At the proposed point: - $(1.2-1.0)^2 \cdot 0.01 \cdot 5 = 0.04 \cdot 0.05 = 0.002$ - $(2.1-(-0.5))^2 \cdot 5.2 \cdot 5 = 6.76 \cdot 26 = 175.8$ - $(1.8-2.0)^2 \cdot 0.3 \cdot 5 = 0.04 \cdot 1.5 = 0.06$

Total penalty = 175.9 — dominated by parameter 2, whose Fisher (5.2) indicates high importance. The gradient of the EWC penalty for parameter 2 is $\lambda F_2(\theta_2 - \theta_{2,A}^*) = 10 \cdot 5.2 \cdot 2.6 = 135.2$, strongly opposing the proposed change.

Parameter 1 (Fisher 0.01) is essentially free to move — the penalty gradient is only $10 \cdot 0.01 \cdot 0.2 = 0.02$.

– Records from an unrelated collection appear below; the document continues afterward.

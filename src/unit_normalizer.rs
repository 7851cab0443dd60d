//! # Unit Normalizer
//!
//! Maps raw unit tokens ("GR", " Lt ", "Kilogram") to canonical unit strings
//! using a synonym table. Normalization is best-effort: unknown tokens pass
//! through lower-cased and trimmed, and a missing or blank token becomes the
//! default unit (`"g"` unless configured otherwise).
//!
//! ```rust
//! use recipe_reconciler::unit_normalizer::UnitNormalizer;
//!
//! let normalizer = UnitNormalizer::default();
//! assert_eq!(normalizer.normalize(Some("GR")), "g");
//! assert_eq!(normalizer.normalize(Some(" Paket ")), "paket");
//! assert_eq!(normalizer.normalize(None), "g");
//! ```

use lazy_static::lazy_static;
use log::trace;
use std::collections::HashMap;

use crate::reconcile_config::DEFAULT_UNIT;

lazy_static! {
    /// Common spellings seen in purchasing data
    static ref BUILTIN_SYNONYMS: HashMap<&'static str, &'static str> = {
        let mut map = HashMap::new();

        // Weight units
        map.insert("gr", "g");
        map.insert("gram", "g");
        map.insert("gramm", "g");
        map.insert("grams", "g");
        map.insert("kilo", "kg");
        map.insert("kilogram", "kg");
        map.insert("kgs", "kg");

        // Volume units
        map.insert("lt", "l");
        map.insert("litre", "l");
        map.insert("liter", "l");
        map.insert("mililitre", "ml");
        map.insert("mililiter", "ml");
        map.insert("millilitre", "ml");
        map.insert("milliliter", "ml");

        // Count units
        map.insert("ad", "adet");
        map.insert("tane", "adet");
        map.insert("piece", "adet");

        map
    };
}

/// Synonym-table based unit normalizer
#[derive(Debug, Clone)]
pub struct UnitNormalizer {
    synonyms: HashMap<String, String>,
    default_unit: String,
}

impl Default for UnitNormalizer {
    /// Built-in synonyms, defaulting missing units to grams
    fn default() -> Self {
        let synonyms = BUILTIN_SYNONYMS
            .iter()
            .map(|(variant, standard)| (variant.to_string(), standard.to_string()))
            .collect();
        Self {
            synonyms,
            default_unit: DEFAULT_UNIT.to_string(),
        }
    }
}

impl UnitNormalizer {
    /// Create a normalizer with no synonyms at all
    pub fn empty(default_unit: &str) -> Self {
        Self {
            synonyms: HashMap::new(),
            default_unit: default_unit.trim().to_lowercase(),
        }
    }

    /// Add caller-supplied `(variant, standard)` pairs, overriding built-ins
    pub fn with_synonyms<I, K, V>(mut self, pairs: I) -> Self
    where
        I: IntoIterator<Item = (K, V)>,
        K: AsRef<str>,
        V: AsRef<str>,
    {
        for (variant, standard) in pairs {
            self.synonyms.insert(
                variant.as_ref().trim().to_lowercase(),
                standard.as_ref().trim().to_lowercase(),
            );
        }
        self
    }

    /// Replace the unit assumed for missing or blank tokens
    pub fn with_default_unit(mut self, unit: &str) -> Self {
        let unit = unit.trim().to_lowercase();
        if !unit.is_empty() {
            self.default_unit = unit;
        }
        self
    }

    /// The unit returned for missing or blank tokens
    pub fn default_unit(&self) -> &str {
        &self.default_unit
    }

    /// Normalize a raw unit token; never returns an empty string
    pub fn normalize(&self, raw: Option<&str>) -> String {
        let token = match raw.map(|r| r.trim().to_lowercase()) {
            Some(token) if !token.is_empty() => token,
            _ => return self.default_unit.clone(),
        };

        match self.synonyms.get(&token) {
            Some(standard) => {
                trace!("Unit '{}' normalized to '{}'", token, standard);
                standard.clone()
            }
            None => token,
        }
    }
}

#[cfg(test)]
mod tests {
    use super::*;

    #[test]
    fn test_builtin_synonyms() {
        let normalizer = UnitNormalizer::default();
        assert_eq!(normalizer.normalize(Some("GR")), "g");
        assert_eq!(normalizer.normalize(Some("Kilogram")), "kg");
        assert_eq!(normalizer.normalize(Some("Lt")), "l");
        assert_eq!(normalizer.normalize(Some("tane")), "adet");
    }

    #[test]
    fn test_unknown_token_passes_through() {
        let normalizer = UnitNormalizer::default();
        assert_eq!(normalizer.normalize(Some("  Demet ")), "demet");
        assert_eq!(normalizer.normalize(Some("kg")), "kg");
    }

    #[test]
    fn test_missing_unit_defaults_to_grams() {
        let normalizer = UnitNormalizer::default();
        assert_eq!(normalizer.normalize(None), "g");
        assert_eq!(normalizer.normalize(Some("")), "g");
        assert_eq!(normalizer.normalize(Some("   ")), "g");
    }

    #[test]
    fn test_caller_synonyms_override_builtins() {
        let normalizer = UnitNormalizer::default().with_synonyms([("LT", "lt"), ("Porsiyon", "adet")]);
        assert_eq!(normalizer.normalize(Some("lt")), "lt");
        assert_eq!(normalizer.normalize(Some("porsiyon")), "adet");
    }

    #[test]
    fn test_empty_normalizer() {
        let normalizer = UnitNormalizer::empty("ML");
        assert_eq!(normalizer.normalize(Some("GR")), "gr");
        assert_eq!(normalizer.normalize(None), "ml");
        assert_eq!(normalizer.default_unit(), "ml");
    }
}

Example 2: Progressive Network Lateral Connections

Problem: A progressive network has 2 columns. Column 1 (trained on MNIST) has hidden layer $h_1^{(1)} = \text{ReLU}(W_1^{(1)}\mathbf{x})$. Column 2 (trained on Fashion-MNIST) receives lateral input from column 1. If $W_1^{(2)} \in \mathbb{R}^{128 \times 784}$ and $U_1^{(2,1)} \in \mathbb{R}^{128 \times 64}$ where column 1's hidden size is 64, write the forward pass for column 2's first hidden layer and compute its parameter count.

Solution:

Forward pass: $h_1^{(2)} = \text{ReLU}(W_1^{(2)}\mathbf{x} + U_1^{(2,1)}h_1^{(1)})$

Parameter count: $W_1^{(2)}$ has $128 \times 784 = 100,352$ params, $U_1^{(2,1)}$ has $128 \times 64 = 8,192$ params. Total for this layer: 108,544. The lateral connection adds only 8% overhead compared to the standard weight matrix, while providing access to column 1's learned features. Note that $W_1^{(1)}$ is NOT counted — it's frozen.

Example 3: Stability-Plasticity Measurement

Problem: After sequential training on tasks $A \to B \to C$, evaluate the model on all three tasks. Results: $A = 0.92 \to 0.31 \to 0.28$, $B = \text{N/A} \to 0.88 \to 0.42$, $C = \text{N/A} \to \text{N/A} \to 0.85$. Compute the forgetting measure for task A after learning task B, and for task B after learning task C.

Solution:

Forgetting = (best performance on task) − (current performance)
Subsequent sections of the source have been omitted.